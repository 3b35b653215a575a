use axum::{
    Json,
    extract::State,
    http::StatusCode,
    response::IntoResponse,
};
use axum_extra::extract::WithRejection;
use tracing::{info, warn};

use agora_db::models::parse_timestamp;
use agora_types::api::{ContactMessageDto, ContactRequest, StatusResponse};

use crate::error::{ApiError, required};
use crate::session::AuthUser;
use crate::state::AppState;

/// POST /api/contact
///
/// Sends a message to the owner of `projectId`.
pub async fn send_message(
    State(state): State<AppState>,
    AuthUser(sender_id): AuthUser,
    WithRejection(Json(req), _): WithRejection<Json<ContactRequest>, ApiError>,
) -> Result<impl IntoResponse, ApiError> {
    let body = required("body", &req.body)?;
    if req.project_id <= 0 {
        return Err(ApiError::InvalidPayload("Invalid payload: projectId is required".into()));
    }
    let project_id = req.project_id;

    let recipient_id = state
        .run_db(move |db| db.project_owner(project_id))
        .await?
        .ok_or_else(|| ApiError::NotFound("Project not found".into()))?
        .ok_or_else(|| ApiError::NotFound("Project owner not found".into()))?;

    state
        .run_db(move |db| db.insert_contact_message(sender_id, recipient_id, project_id, &body))
        .await?;

    info!("User {} contacted owner of project {}", sender_id, project_id);
    Ok((
        StatusCode::CREATED,
        Json(StatusResponse {
            status: "ok".into(),
        }),
    ))
}

/// GET /api/contact
///
/// Messages where the caller is the recipient, newest first.
pub async fn inbox(
    State(state): State<AppState>,
    AuthUser(user_id): AuthUser,
) -> Result<impl IntoResponse, ApiError> {
    let rows = state
        .run_db(move |db| db.list_contact_messages_for(user_id))
        .await?;

    let messages: Vec<ContactMessageDto> = rows
        .into_iter()
        .map(|row| ContactMessageDto {
            sent_at: parse_timestamp(&row.sent_at).unwrap_or_else(|| {
                warn!("Corrupt created_at '{}' on contact message {}", row.sent_at, row.id);
                chrono::DateTime::default()
            }),
            id: row.id,
            body: row.body,
            sender_name: row.sender_name,
            recipient_name: row.recipient_name,
            project_name: row.project_name,
        })
        .collect();

    Ok(Json(messages))
}
use axum::{
    Extension, Json,
    extract::{Path, State},
    http::StatusCode,
    response::IntoResponse,
};
use axum_extra::extract::WithRejection;
use tracing::{debug, info};

use agora_db::models::ProjectRow;
use agora_types::api::{CreateProjectRequest, ProjectDto};

use crate::error::{ApiError, required};
use crate::session::{AuthUser, RequestContext};
use crate::state::AppState;

/// Project DTO as seen by `viewer`. Anonymous viewers can neither edit nor
/// upvote; signed-in viewers can edit their own projects and upvote others'.
pub fn project_to_dto(row: ProjectRow, viewer: Option<i64>) -> ProjectDto {
    let is_owner = viewer.is_some() && viewer == row.user_id;

    ProjectDto {
        id: row.id,
        owner_id: row.user_id,
        owner_name: row.owner_name,
        name: row.name,
        description: row.description,
        involvement_sought: row.involvement_sought,
        is_active: true,
        upvotes_last7_days: row.upvotes_last_7_days,
        can_edit: is_owner,
        can_upvote: viewer.is_some() && !is_owner,
    }
}

/// GET /api/projects
pub async fn list_projects(
    State(state): State<AppState>,
    Extension(ctx): Extension<RequestContext>,
) -> Result<impl IntoResponse, ApiError> {
    let rows = state.run_db(|db| db.list_projects()).await?;

    let projects: Vec<ProjectDto> = rows
        .into_iter()
        .map(|row| project_to_dto(row, ctx.user_id))
        .collect();

    Ok(Json(projects))
}

/// POST /api/projects
pub async fn create_project(
    State(state): State<AppState>,
    AuthUser(user_id): AuthUser,
    WithRejection(Json(req), _): WithRejection<Json<CreateProjectRequest>, ApiError>,
) -> Result<impl IntoResponse, ApiError> {
    let name = required("name", &req.name)?;
    let description = required("description", &req.description)?;
    let involvement_sought = required("involvementSought", &req.involvement_sought)?;

    let row = state
        .run_db(move |db| {
            let id = db.insert_project(user_id, &name, &description, &involvement_sought)?;
            db.get_project(id)?
                .ok_or_else(|| anyhow::anyhow!("project {} vanished after insert", id))
        })
        .await?;

    info!("User {} created project {}", user_id, row.id);
    Ok((StatusCode::CREATED, Json(project_to_dto(row, Some(user_id)))))
}

/// POST /api/projects/{id}/upvote
///
/// Repeat votes are absorbed: the response is the same refreshed DTO.
pub async fn upvote_project(
    State(state): State<AppState>,
    AuthUser(user_id): AuthUser,
    WithRejection(Path(project_id), _): WithRejection<Path<i64>, ApiError>,
) -> Result<impl IntoResponse, ApiError> {
    let owner = state
        .run_db(move |db| db.project_owner(project_id))
        .await?
        .ok_or_else(|| ApiError::NotFound("Project not found".into()))?;

    if owner == Some(user_id) {
        return Err(ApiError::InvalidPayload("Cannot upvote your own project".into()));
    }

    let row = state
        .run_db(move |db| {
            if !db.insert_vote(project_id, user_id)? {
                debug!("User {} already voted for project {}", user_id, project_id);
            }
            db.get_project(project_id)
        })
        .await?
        .ok_or_else(|| ApiError::NotFound("Project not found".into()))?;

    Ok(Json(project_to_dto(row, Some(user_id))))
}

/// GET /api/my/projects
pub async fn my_projects(
    State(state): State<AppState>,
    AuthUser(user_id): AuthUser,
) -> Result<impl IntoResponse, ApiError> {
    let rows = state
        .run_db(move |db| db.list_projects_by_owner(user_id))
        .await?;

    let projects: Vec<ProjectDto> = rows
        .into_iter()
        .map(|row| project_to_dto(row, Some(user_id)))
        .collect();

    Ok(Json(projects))
}
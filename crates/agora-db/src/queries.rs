use crate::Database;
use crate::models::{ContactMessageRow, JournalRow, ProjectRow, UserRow};
use anyhow::Result;
use rusqlite::{Connection, OptionalExtension, Row};

/// Projects joined with their owner's name and the number of votes cast in
/// the last seven days, so one query yields everything the DTO needs.
const PROJECT_SELECT: &str = "
    SELECT p.id, p.user_id, u.display_name, p.name, p.description,
           p.involvement_sought,
           (SELECT COUNT(*) FROM project_votes v
             WHERE v.project_id = p.id
               AND v.created_at >= datetime('now', '-7 days'))
    FROM projects p
    LEFT JOIN users u ON u.id = p.user_id";

impl Database {
    // -- Users --

    /// Insert the user keyed by `email`, or refresh the display name of the
    /// existing row. Returns the local user id either way.
    pub fn upsert_user(&self, email: &str, display_name: &str) -> Result<i64> {
        self.with_conn_mut(|conn| {
            let id = conn.query_row(
                "INSERT INTO users (email, display_name) VALUES (?1, ?2)
                 ON CONFLICT(email) DO UPDATE SET display_name = excluded.display_name
                 RETURNING id",
                (email, display_name),
                |row| row.get(0),
            )?;
            Ok(id)
        })
    }

    pub fn get_user(&self, id: i64) -> Result<Option<UserRow>> {
        self.with_conn(|conn| {
            let row = conn
                .query_row(
                    "SELECT id, email, display_name FROM users WHERE id = ?1",
                    [id],
                    |row| {
                        Ok(UserRow {
                            id: row.get(0)?,
                            email: row.get(1)?,
                            display_name: row.get(2)?,
                        })
                    },
                )
                .optional()?;
            Ok(row)
        })
    }

    // -- Projects --

    pub fn insert_project(
        &self,
        owner_id: i64,
        name: &str,
        description: &str,
        involvement_sought: &str,
    ) -> Result<i64> {
        self.with_conn_mut(|conn| {
            conn.execute(
                "INSERT INTO projects (user_id, name, description, involvement_sought)
                 VALUES (?1, ?2, ?3, ?4)",
                rusqlite::params![owner_id, name, description, involvement_sought],
            )?;
            Ok(conn.last_insert_rowid())
        })
    }

    pub fn get_project(&self, id: i64) -> Result<Option<ProjectRow>> {
        self.with_conn(|conn| {
            let sql = format!("{PROJECT_SELECT} WHERE p.id = ?1");
            let row = conn.query_row(&sql, [id], project_from_row).optional()?;
            Ok(row)
        })
    }

    /// All projects, newest first.
    pub fn list_projects(&self) -> Result<Vec<ProjectRow>> {
        self.with_conn(|conn| {
            let sql = format!("{PROJECT_SELECT} ORDER BY p.created_at DESC, p.id DESC");
            query_projects(conn, &sql, rusqlite::params![])
        })
    }

    pub fn list_projects_by_owner(&self, owner_id: i64) -> Result<Vec<ProjectRow>> {
        self.with_conn(|conn| {
            let sql = format!(
                "{PROJECT_SELECT} WHERE p.user_id = ?1 ORDER BY p.created_at DESC, p.id DESC"
            );
            query_projects(conn, &sql, rusqlite::params![owner_id])
        })
    }

    /// Owner of a project. `None` when the project does not exist,
    /// `Some(None)` when it exists but its owner has been deleted.
    pub fn project_owner(&self, project_id: i64) -> Result<Option<Option<i64>>> {
        self.with_conn(|conn| {
            let owner = conn
                .query_row(
                    "SELECT user_id FROM projects WHERE id = ?1",
                    [project_id],
                    |row| row.get::<_, Option<i64>>(0),
                )
                .optional()?;
            Ok(owner)
        })
    }

    // -- Votes --

    /// Record a vote unless one already exists for the pair. Returns whether
    /// a row was inserted.
    pub fn insert_vote(&self, project_id: i64, user_id: i64) -> Result<bool> {
        self.with_conn_mut(|conn| {
            let changed = conn.execute(
                "INSERT OR IGNORE INTO project_votes (project_id, user_id) VALUES (?1, ?2)",
                [project_id, user_id],
            )?;
            Ok(changed > 0)
        })
    }

    // -- Intelligence --

    /// (projects created, votes cast) over the last seven days.
    pub fn recent_activity(&self) -> Result<(i64, i64)> {
        self.with_conn(|conn| {
            let projects = conn.query_row(
                "SELECT COUNT(*) FROM projects WHERE created_at >= datetime('now', '-7 days')",
                [],
                |row| row.get(0),
            )?;
            let votes = conn.query_row(
                "SELECT COUNT(*) FROM project_votes WHERE created_at >= datetime('now', '-7 days')",
                [],
                |row| row.get(0),
            )?;
            Ok((projects, votes))
        })
    }

    // -- Journal --

    pub fn insert_journal_entry(&self, author_id: Option<i64>, title: &str, body: &str) -> Result<i64> {
        self.with_conn_mut(|conn| {
            conn.execute(
                "INSERT INTO journal_entries (user_id, title, body) VALUES (?1, ?2, ?3)",
                rusqlite::params![author_id, title, body],
            )?;
            Ok(conn.last_insert_rowid())
        })
    }

    pub fn count_journal_entries(&self) -> Result<i64> {
        self.with_conn(|conn| {
            let count = conn.query_row("SELECT COUNT(*) FROM journal_entries", [], |row| row.get(0))?;
            Ok(count)
        })
    }

    pub fn get_journal_entry(&self, id: i64) -> Result<Option<JournalRow>> {
        self.with_conn(|conn| {
            let row = conn
                .query_row(
                    "SELECT je.id, je.title, je.body, je.created_at, u.display_name
                     FROM journal_entries je
                     LEFT JOIN users u ON u.id = je.user_id
                     WHERE je.id = ?1",
                    [id],
                    journal_from_row,
                )
                .optional()?;
            Ok(row)
        })
    }

    /// One page of entries, newest first.
    pub fn list_journal_entries(&self, skip: u32, take: u32) -> Result<Vec<JournalRow>> {
        self.with_conn(|conn| {
            let mut stmt = conn.prepare(
                "SELECT je.id, je.title, je.body, je.created_at, u.display_name
                 FROM journal_entries je
                 LEFT JOIN users u ON u.id = je.user_id
                 ORDER BY je.created_at DESC, je.id DESC
                 LIMIT ?1 OFFSET ?2",
            )?;
            let rows = stmt
                .query_map([take, skip], journal_from_row)?
                .collect::<std::result::Result<Vec<_>, _>>()?;
            Ok(rows)
        })
    }

    // -- Contact messages --

    pub fn insert_contact_message(
        &self,
        sender_id: i64,
        recipient_id: i64,
        project_id: i64,
        body: &str,
    ) -> Result<i64> {
        self.with_conn_mut(|conn| {
            conn.execute(
                "INSERT INTO contact_messages (sender_user_id, recipient_user_id, project_id, body)
                 VALUES (?1, ?2, ?3, ?4)",
                rusqlite::params![sender_id, recipient_id, project_id, body],
            )?;
            Ok(conn.last_insert_rowid())
        })
    }

    /// Messages addressed to `recipient_id`, newest first.
    pub fn list_contact_messages_for(&self, recipient_id: i64) -> Result<Vec<ContactMessageRow>> {
        self.with_conn(|conn| {
            let mut stmt = conn.prepare(
                "SELECT cm.id, cm.body, cm.created_at, s.display_name, r.display_name, p.name
                 FROM contact_messages cm
                 LEFT JOIN users s ON s.id = cm.sender_user_id
                 LEFT JOIN users r ON r.id = cm.recipient_user_id
                 LEFT JOIN projects p ON p.id = cm.project_id
                 WHERE cm.recipient_user_id = ?1
                 ORDER BY cm.created_at DESC, cm.id DESC",
            )?;
            let rows = stmt
                .query_map([recipient_id], |row| {
                    Ok(ContactMessageRow {
                        id: row.get(0)?,
                        body: row.get(1)?,
                        sent_at: row.get(2)?,
                        sender_name: row.get(3)?,
                        recipient_name: row.get(4)?,
                        project_name: row.get(5)?,
                    })
                })?
                .collect::<std::result::Result<Vec<_>, _>>()?;
            Ok(rows)
        })
    }
}

fn query_projects<P: rusqlite::Params>(conn: &Connection, sql: &str, params: P) -> Result<Vec<ProjectRow>> {
    let mut stmt = conn.prepare(sql)?;
    let rows = stmt
        .query_map(params, project_from_row)?
        .collect::<std::result::Result<Vec<_>, _>>()?;
    Ok(rows)
}

fn project_from_row(row: &Row<'_>) -> rusqlite::Result<ProjectRow> {
    Ok(ProjectRow {
        id: row.get(0)?,
        user_id: row.get(1)?,
        owner_name: row.get(2)?,
        name: row.get(3)?,
        description: row.get(4)?,
        involvement_sought: row.get::<_, Option<String>>(5)?.unwrap_or_default(),
        upvotes_last_7_days: row.get(6)?,
    })
}

fn journal_from_row(row: &Row<'_>) -> rusqlite::Result<JournalRow> {
    Ok(JournalRow {
        id: row.get(0)?,
        title: row.get(1)?,
        body: row.get(2)?,
        created_at: row.get(3)?,
        author_name: row.get(4)?,
    })
}
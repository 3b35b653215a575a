//! Database row types. These map directly to SQLite rows and are kept
//! separate from the agora-types DTOs so the storage layer stays independent.

use chrono::{DateTime, NaiveDateTime, Utc};

pub struct UserRow {
    pub id: i64,
    pub email: String,
    pub display_name: String,
}

pub struct ProjectRow {
    pub id: i64,
    pub user_id: Option<i64>,
    pub owner_name: Option<String>,
    pub name: String,
    pub description: String,
    pub involvement_sought: String,
    pub upvotes_last_7_days: i64,
}

pub struct JournalRow {
    pub id: i64,
    pub title: String,
    pub body: String,
    pub created_at: String,
    pub author_name: Option<String>,
}

pub struct ContactMessageRow {
    pub id: i64,
    pub body: String,
    pub sent_at: String,
    pub sender_name: Option<String>,
    pub recipient_name: Option<String>,
    pub project_name: Option<String>,
}

pub struct SessionRow {
    pub id: String,
    pub user_id: Option<i64>,
    pub oauth_state: Option<String>,
}

/// SQLite stores `datetime('now')` as "YYYY-MM-DD HH:MM:SS" without a
/// timezone; the value is UTC.
pub fn parse_timestamp(raw: &str) -> Option<DateTime<Utc>> {
    raw.parse::<DateTime<Utc>>()
        .ok()
        .or_else(|| {
            NaiveDateTime::parse_from_str(raw, "%Y-%m-%d %H:%M:%S")
                .ok()
                .map(|ndt| ndt.and_utc())
        })
}
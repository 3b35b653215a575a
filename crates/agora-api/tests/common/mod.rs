#![allow(dead_code)]

use std::sync::Arc;

use axum::{
    Router,
    body::Body,
    http::{Request, Response, header},
};
use http_body_util::BodyExt;
use serde_json::Value;
use tower::ServiceExt;
use tower_http::normalize_path::NormalizePath;

use agora_api::config::GoogleConfig;
use agora_api::google::GoogleClient;
use agora_api::routes;
use agora_api::session::SESSION_COOKIE;
use agora_api::state::{AppState, AppStateInner};
use agora_db::Database;

pub const REDIRECT_URI: &str = "http://localhost:3000/api/auth/callback/google";

pub struct TestApp {
    pub state: AppState,
    pub router: NormalizePath<Router>,
}

impl TestApp {
    /// App whose provider endpoints point nowhere; fine for non-OAuth tests.
    pub fn new() -> Self {
        Self::with_provider("http://127.0.0.1:9")
    }

    pub fn with_provider(base: &str) -> Self {
        let google = GoogleConfig {
            client_id: "test-client".into(),
            client_secret: "test-secret".into(),
            redirect_uri: REDIRECT_URI.into(),
            auth_url: format!("{base}/auth"),
            token_url: format!("{base}/token"),
            userinfo_url: format!("{base}/userinfo"),
        };
        let state = Arc::new(AppStateInner {
            db: Database::open_in_memory().expect("in-memory db"),
            google: GoogleClient::new(google),
            cookie_secure: false,
        });
        let router = routes::app(state.clone());
        Self { state, router }
    }

    /// Create a user plus an authenticated session; returns the user id and
    /// a `Cookie` header value for that session.
    pub fn sign_in(&self, email: &str, name: &str) -> (i64, String) {
        let user_id = self.state.db.upsert_user(email, name).expect("upsert user");
        let pending = format!("test-pending-{user_id}");
        let session_id = format!("test-session-{user_id}");
        self.state.db.create_session(&pending).expect("create session");
        self.state
            .db
            .rotate_session(&pending, &session_id, user_id)
            .expect("rotate session");
        (user_id, format!("{SESSION_COOKIE}={session_id}"))
    }

    pub async fn send(&self, req: Request<Body>) -> Response<Body> {
        self.router.clone().oneshot(req).await.expect("router is infallible")
    }

    pub async fn get(&self, uri: &str, cookie: Option<&str>) -> Response<Body> {
        let mut builder = Request::builder().method("GET").uri(uri);
        if let Some(cookie) = cookie {
            builder = builder.header(header::COOKIE, cookie);
        }
        self.send(builder.body(Body::empty()).unwrap()).await
    }

    pub async fn post_json(&self, uri: &str, cookie: Option<&str>, body: Value) -> Response<Body> {
        self.post_raw(uri, cookie, body.to_string()).await
    }

    pub async fn post_raw(&self, uri: &str, cookie: Option<&str>, body: String) -> Response<Body> {
        let mut builder = Request::builder()
            .method("POST")
            .uri(uri)
            .header(header::CONTENT_TYPE, "application/json");
        if let Some(cookie) = cookie {
            builder = builder.header(header::COOKIE, cookie);
        }
        self.send(builder.body(Body::from(body)).unwrap()).await
    }

    pub fn project_count(&self) -> i64 {
        self.scalar("SELECT COUNT(*) FROM projects", [])
    }

    pub fn vote_count(&self, project_id: i64) -> i64 {
        self.scalar(
            "SELECT COUNT(*) FROM project_votes WHERE project_id = ?1",
            [project_id],
        )
    }

    pub fn contact_count(&self) -> i64 {
        self.scalar("SELECT COUNT(*) FROM contact_messages", [])
    }

    pub fn session_count(&self) -> i64 {
        self.scalar("SELECT COUNT(*) FROM sessions", [])
    }

    pub fn execute<const N: usize>(&self, sql: &str, params: [i64; N]) {
        self.state
            .db
            .with_conn(|conn| {
                conn.execute(sql, rusqlite::params_from_iter(params))?;
                Ok(())
            })
            .unwrap()
    }

    fn scalar<const N: usize>(&self, sql: &str, params: [i64; N]) -> i64 {
        self.state
            .db
            .with_conn(|conn| Ok(conn.query_row(sql, rusqlite::params_from_iter(params), |r| r.get(0))?))
            .unwrap()
    }
}

pub async fn json_body(resp: Response<Body>) -> Value {
    let bytes = resp.into_body().collect().await.expect("body").to_bytes();
    serde_json::from_slice(&bytes).expect("json body")
}

pub fn header_value(resp: &Response<Body>, name: header::HeaderName) -> Option<String> {
    resp.headers()
        .get(name)
        .and_then(|v| v.to_str().ok())
        .map(str::to_string)
}

/// The `name=value` pair from the response's Set-Cookie header, ready to be
/// sent back as a Cookie header.
pub fn session_pair(resp: &Response<Body>) -> Option<String> {
    header_value(resp, header::SET_COOKIE)
        .and_then(|v| v.split(';').next().map(str::to_string))
}
use axum::{
    Json,
    extract::rejection::{JsonRejection, PathRejection, QueryRejection},
    http::StatusCode,
    response::{IntoResponse, Response},
};
use thiserror::Error;
use tracing::error;

use agora_types::api::ErrorBody;

/// Every failure a handler can surface. Each one ends the request; the
/// client receives the status below and `{"error": "<message>"}`.
#[derive(Debug, Error)]
pub enum ApiError {
    #[error("Not authenticated")]
    Unauthenticated,
    #[error("{0}")]
    NotFound(String),
    #[error("{0}")]
    InvalidPayload(String),
    #[error("Method not allowed")]
    MethodNotAllowed,
    #[error("Invalid OAuth state")]
    InvalidState,
    #[error("{0}")]
    ProviderExchangeFailed(String),
    #[error("{0}")]
    ProviderProfileFailed(String),
    #[error("Database error")]
    ConnectionFailed(anyhow::Error),
}

impl ApiError {
    pub fn status(&self) -> StatusCode {
        match self {
            ApiError::Unauthenticated => StatusCode::UNAUTHORIZED,
            ApiError::NotFound(_) => StatusCode::NOT_FOUND,
            ApiError::InvalidPayload(_) | ApiError::InvalidState => StatusCode::BAD_REQUEST,
            ApiError::MethodNotAllowed => StatusCode::METHOD_NOT_ALLOWED,
            ApiError::ProviderExchangeFailed(_)
            | ApiError::ProviderProfileFailed(_)
            | ApiError::ConnectionFailed(_) => StatusCode::INTERNAL_SERVER_ERROR,
        }
    }
}

impl IntoResponse for ApiError {
    fn into_response(self) -> Response {
        if let ApiError::ConnectionFailed(e) = &self {
            error!("Storage failure: {:#}", e);
        }

        let body = ErrorBody {
            error: self.to_string(),
            path: None,
        };
        (self.status(), Json(body)).into_response()
    }
}

impl From<anyhow::Error> for ApiError {
    fn from(e: anyhow::Error) -> Self {
        ApiError::ConnectionFailed(e)
    }
}

impl From<JsonRejection> for ApiError {
    fn from(rejection: JsonRejection) -> Self {
        ApiError::InvalidPayload(format!("Invalid payload: {}", rejection.body_text()))
    }
}

impl From<QueryRejection> for ApiError {
    fn from(rejection: QueryRejection) -> Self {
        ApiError::InvalidPayload(format!("Invalid query: {}", rejection.body_text()))
    }
}

impl From<PathRejection> for ApiError {
    fn from(_: PathRejection) -> Self {
        ApiError::NotFound("Not found".into())
    }
}

/// Trim a required text field, rejecting it when nothing is left.
pub fn required(field: &str, value: &str) -> Result<String, ApiError> {
    let trimmed = value.trim();
    if trimmed.is_empty() {
        return Err(ApiError::InvalidPayload(format!("Invalid payload: {} is required", field)));
    }
    Ok(trimmed.to_string())
}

______

Copy out each line of the data that holds the string "MethodNotAllowed".

• ANSWER FOR THE TASK:
    MethodNotAllowed,
            ApiError::MethodNotAllowed => StatusCode::METHOD_NOT_ALLOWED,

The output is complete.